Federal judge Rosemary Collyer has ruled that stem cell therapy for orthopedic patients constitutes a drug—a ruling that exposes manufacturers to liability for adulteration and misbranding. According to Ryan Abbott, writing July 16 for Courthouse News Service, the Food and Drug Administration has, since 2008, argued its position that the stem cell procedure should be classified as a drug, making it subject to Federal Food, Drug and Cosmetic Act regulations.

This case is the latest round in Regenexx’s battle to be able to provide autologous stem cell therapies to their clients. In January 2011, the U.S. government filed a motion for summary judgment and made the claim that there was no issue of material fact in the case since, in their view, Regenexx was manufacturing a “drug” (the cultured stem cells) and selling it “after one or more of its components have been shipped in interstate commerce.” The government also argued that Regenexx did not comply with current Good Manufacturing Practices.

The government also argued that the autologous stem cells were misbranded since they did not bear the symbol “Rx only” and do not have adequate directions for use.

Regenexx countered by saying that the practice of medicine is outside of the FDA’s jurisdiction and that the FDA may not “interfere with a physician prescribing lawfully marketed products for uses other than those for which they are approved, licensed, or cleared by FDA, the agency’s role in determining the availability of therapeutic products inevitably affects the options available to practitioners seeking to use or prescribe those products.”

The Government’s lawyers then answered by saying that while it is true that the FDA may not directly interfere with a physician’s prescribing habits, it CAN limit what drugs are available to physicians to prescribe in the U.S. market. Therefore the Government argued, the FDA was not impinging on the clinic’s ability to practice medicine as it is only requiring a drug product to be approved for sale in the U.S.

In deciding the case, Judge Collyer wrote, “It is a close question but ultimately the court concludes that the Regenexx Procedure is subject to FDA enforcement because it constitutes a ‘drug’ and because a drug that has been shipped in interstate commerce is used in the solution through which the cultured stem cells are administered to patients.” Collyer permanently enjoined Regenexx from using the procedure, which she described as “a non-surgical procedure for patients suffering from moderate to severe joint, muscle, tendon or bone pain due to injury or other conditions.”

In August 2010, Regenexx accounted for about one-third of the procedures performed by a Colorado-based clinic.

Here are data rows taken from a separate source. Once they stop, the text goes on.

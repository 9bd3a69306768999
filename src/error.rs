//! Resource cache error types

use std::time::Duration;

/// Resource cache error types
#[derive(Debug, thiserror::Error)]
pub enum CacheError {
    // Configuration errors (programmer misuse, never data availability)
    #[error("unknown entity type: {0}")]
    UnknownType(String),

    #[error("unknown relation '{relation}' for entity type '{entity_type}'")]
    UnknownRelation {
        entity_type: String,
        relation: String,
    },

    #[error("configuration error: {0}")]
    Configuration(String),

    #[error("no resource api configured")]
    NoApi,

    // Fetch failures
    #[error("HTTP error: {0}")]
    Http(String),

    #[error("API error ({status}): {message}")]
    Api { status: u16, message: String },

    #[error("not found: {0}")]
    NotFound(String),

    #[error("rate limited, retry after {retry_after:?}")]
    RateLimited { retry_after: Option<Duration> },

    // Data errors
    #[error("JSON error: {0}")]
    Json(#[from] serde_json::Error),

    /// The coordinator task has shut down and no longer accepts requests.
    #[error("request coordinator closed")]
    Closed,
}

impl CacheError {
    /// Whether this error comes from misconfiguration rather than from
    /// talking to the API.
    ///
    /// Configuration errors are raised synchronously from reads and builders;
    /// everything else is a fetch failure that the coordinator swallows.
    pub fn is_configuration(&self) -> bool {
        matches!(
            self,
            CacheError::UnknownType(_)
                | CacheError::UnknownRelation { .. }
                | CacheError::Configuration(_)
                | CacheError::NoApi
        )
    }
}

impl From<reqwest::Error> for CacheError {
    fn from(err: reqwest::Error) -> Self {
        match err.status() {
            Some(status) => CacheError::Api {
                status: status.as_u16(),
                message: err.to_string(),
            },
            None => CacheError::Http(err.to_string()),
        }
    }
}

/// Result type alias for resource cache operations
pub type Result<T> = std::result::Result<T, CacheError>;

The practice argued that Regenexx “constitutes the practice of medicine as defined by Colorado law, ” and that the FDA lacked jurisdiction to regulate it. However Judge Collyer disagreed.

Regenexx and the U.S. Government have now been arguing this case for more than ten years.  Parsing out where the government can enter the practice of medicine and where it can’t is still an extremely close call when it comes to the patient’s own cells and tissues. We expect that this fight is still in its middle rounds.